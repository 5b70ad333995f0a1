//! Plain directory backend

use std::fs;
use std::path::{Path, PathBuf};

use tracing::{debug, warn};
use walkdir::{DirEntry, WalkDir};

use super::{PromptSource, SourceEntry};
use crate::error::Result;
use crate::format::ParserTable;

/// Files on disk under a root directory
///
/// Every regular file is a candidate regardless of extension; paths with a
/// dot-prefixed segment below the root are skipped.
#[derive(Debug, Clone)]
pub struct DirectorySource {
    root: PathBuf,
}

impl DirectorySource {
    pub fn new(root: impl Into<PathBuf>) -> Self {
        Self { root: root.into() }
    }

    pub fn root(&self) -> &Path {
        &self.root
    }

    fn is_hidden(&self, entry: &DirEntry) -> bool {
        entry
            .path()
            .strip_prefix(&self.root)
            .map(|rel| {
                rel.components()
                    .any(|c| c.as_os_str().to_string_lossy().starts_with('.'))
            })
            .unwrap_or(false)
    }

    fn relative(&self, path: &Path) -> String {
        path.strip_prefix(&self.root)
            .unwrap_or(path)
            .to_string_lossy()
            .replace('\\', "/")
    }
}

impl PromptSource for DirectorySource {
    fn entries(&self, scope: Option<&str>, _parsers: &ParserTable) -> Result<Vec<SourceEntry>> {
        let base = match scope {
            Some(scope) => self.root.join(scope),
            None => self.root.clone(),
        };
        debug!(?base, "DirectorySource::entries: called");
        if !base.is_dir() {
            warn!("Scope {} is not a directory, no prompts to read", base.display());
            return Ok(Vec::new());
        }

        let mut entries = Vec::new();
        let walker = WalkDir::new(&base)
            .sort_by_file_name()
            .into_iter()
            .filter_entry(|e| !self.is_hidden(e));
        for entry in walker {
            let entry = entry.map_err(std::io::Error::from)?;
            if !entry.file_type().is_file() {
                continue;
            }
            let path = self.relative(entry.path());
            debug!(%path, "DirectorySource::entries: found file");
            entries.push(SourceEntry {
                content: fs::read(entry.path())?,
                path,
            });
        }
        Ok(entries)
    }

    fn changed_paths(&self) -> Result<Option<Vec<String>>> {
        Ok(None)
    }

    fn revision(&self) -> Option<String> {
        None
    }
}
#[cfg(test)]
mod tests {
    use super::*;

    struct MemorySource {
        files: Vec<(String, Vec<u8>)>,
        changed: Option<Vec<&'static str>>,
    }

    impl MemorySource {
        fn new(files: &[(&str, &str)]) -> Self {
            Self::raw(files.iter().map(|(p, c)| (p.to_string(), c.as_bytes().to_vec())).collect())
        }

        fn raw(files: Vec<(String, Vec<u8>)>) -> Self {
            Self { files, changed: None }
        }
    }

    impl PromptSource for MemorySource {
        fn entries(&self, scope: Option<&str>, _parsers: &ParserTable) -> Result<Vec<SourceEntry>> {
            Ok(self
                .files
                .iter()
                .filter(|(path, _)| source::in_scope(path, scope))
                .map(|(path, content)| SourceEntry {
                    path: path.clone(),
                    content: content.clone(),
                })
                .collect())
        }

        fn changed_paths(&self) -> Result<Option<Vec<String>>> {
            Ok(self
                .changed
                .as_ref()
                .map(|paths| paths.iter().map(|p| p.to_string()).collect()))
        }

        fn revision(&self) -> Option<String> {
            self.changed.as_ref().map(|_| "abc123".to_string())
        }
    }

    fn index(files: &[(&str, &str)], options: IndexOptions) -> Result<RepositoryIndex> {
        RepositoryIndex::from_source(Box::new(MemorySource::new(files)), options)
    }

    #[test]
    fn test_lookup_by_path_derived_location() {
        let idx = index(&[("pirates/first.txt", "Arr {question}")], IndexOptions::default()).unwrap();

        assert_eq!(idx.get("pirates/first").unwrap().as_deref(), Some("Arr {question}"));
        let record = idx.record("pirates/first").unwrap().unwrap();
        assert_eq!(record.variables(), ["question"]);
        assert_eq!(record.application(), Some("pirates"));
        assert_eq!(idx.locations().collect::<Vec<_>>(), vec!["pirates/first"]);
        assert!(!idx.is_versioned());
    }

    #[test]
    fn test_not_found_policies() {
        let files = [("a.txt", "x")];
        let err = index(&files, IndexOptions::default()).unwrap().get("missing").unwrap_err();
        assert!(err.is_not_found());

        let idx = index(&files, IndexOptions::default().with_not_found(NotFoundPolicy::Empty)).unwrap();
        assert_eq!(idx.get("missing").unwrap(), None);
        assert_eq!(idx.get("a").unwrap().as_deref(), Some("x"));
    }

    #[test]
    fn test_invalid_location_string_even_with_empty_policy() {
        let idx = index(&[], IndexOptions::default().with_not_found(NotFoundPolicy::Empty)).unwrap();
        let err = idx.get("a/b/c").unwrap_err();
        assert!(matches!(err, PromptError::InvalidLocationString(_)));
        assert!(idx.is_empty());
    }

    #[test]
    fn test_declared_identity_wins_by_default() {
        let files = [("misc/greeting.yaml", "content: Hello {name}\napplication: bots\nname: hello\n")];
        let idx = index(&files, IndexOptions::default()).unwrap();
        assert!(idx.record("bots/hello").unwrap().is_some());

        let idx = index(&files, IndexOptions::default().with_identity(IdentityPolicy::PreferPath)).unwrap();
        assert!(idx.record("misc/greeting").unwrap().is_some());
    }

    #[test]
    fn test_collision_later_path_wins() {
        let files = [
            ("b/dup.txt", "from b"),
            ("a/x.yaml", "content: from a\napplication: b\nname: dup\n"),
        ];
        let idx = index(&files, IndexOptions::default()).unwrap();

        assert_eq!(idx.len(), 1);
        assert_eq!(idx.get("b/dup").unwrap().as_deref(), Some("from b"));
        assert!(idx.record_for_path("a/x.yaml").is_none());
        assert!(idx.record_for_path("b/dup.txt").is_some());
    }

    #[test]
    fn test_records_keep_first_seen_position_after_collision() {
        let files = [
            ("b/dup.txt", "from b"),
            ("a/x.yaml", "content: from a\napplication: b\nname: dup\n"),
            ("a/y.txt", "y"),
        ];
        let idx = index(&files, IndexOptions::default()).unwrap();

        let contents: Vec<String> = idx.records().map(|r| r.content().to_string()).collect();
        assert_eq!(contents, vec!["from b", "y"]);
    }

    #[test]
    fn test_exclude_skips_paths() {
        let files = [("promptrepo.yml", "not-found: empty\n"), ("hello.txt", "Hello {name}")];
        let err = index(&files, IndexOptions::default()).unwrap_err();
        assert!(err.to_string().contains("promptrepo.yml"));

        let idx = index(&files, IndexOptions::default().with_exclude("promptrepo.yml")).unwrap();
        assert_eq!(idx.locations().collect::<Vec<_>>(), vec!["hello"]);
    }

    #[test]
    fn test_malformed_file_aborts_with_path() {
        let files = [("ok.txt", "fine"), ("bad/broken.json", "{\"content\":")];
        let err = index(&files, IndexOptions::default()).unwrap_err();

        assert!(err.to_string().contains("bad/broken.json"));
        assert!(matches!(err.root(), PromptError::MalformedContent { format: FileFormat::Json, .. }));
    }

    #[test]
    fn test_non_utf8_is_malformed() {
        let source = MemorySource::raw(vec![("bin.txt".to_string(), vec![0xff, 0xfe])]);
        let err = RepositoryIndex::from_source(Box::new(source), IndexOptions::default()).unwrap_err();
        assert!(matches!(err.root(), PromptError::MalformedContent { format: FileFormat::Text, .. }));
    }

    #[test]
    fn test_scope_is_normalized_before_enumeration() {
        let files = [("prompts/a/one.txt", "1"), ("other/two.txt", "2")];
        let idx = index(&files, IndexOptions::default().with_scope("./prompts/")).unwrap();
        assert_eq!(idx.locations().collect::<Vec<_>>(), vec!["a/one"]);

        let idx = index(&files, IndexOptions::default().with_scope(".")).unwrap();
        assert_eq!(idx.len(), 2);
    }

    #[test]
    fn test_changes_maps_paths_and_skips_misses() {
        let mut source = MemorySource::new(&[("p/one.txt", "1"), ("p/two.txt", "2")]);
        source.changed = Some(vec!["p/two.txt", "README.rst"]);
        let idx = RepositoryIndex::from_source(Box::new(source), IndexOptions::default()).unwrap();

        let changed = idx.changes().unwrap().unwrap();
        assert_eq!(changed.len(), 1);
        assert_eq!(changed[0].name(), Some("two"));
        assert_eq!(idx.revision().as_deref(), Some("abc123"));
    }

    #[test]
    fn test_changes_without_history() {
        let idx = index(&[("a.txt", "a")], IndexOptions::default()).unwrap();
        assert!(idx.changes().unwrap().is_none());
    }

    #[test]
    fn test_render_with() {
        let files = [("chat.json", r#"{"content": [{"role": "system", "content": "Be {tone}"}]}"#)];
        let idx = index(&files, IndexOptions::default()).unwrap();
        let vars = idx
            .render_with("chat", |record| record.variables().to_vec())
            .unwrap()
            .unwrap();
        assert_eq!(vars, vec!["tone"]);
    }
}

- _Task objective_: In the data above, each line holding "missing" is to be found and copied.

- _Worked solution_:
        let err = index(&files, IndexOptions::default()).unwrap().get("missing").unwrap_err();
        assert_eq!(idx.get("missing").unwrap(), None);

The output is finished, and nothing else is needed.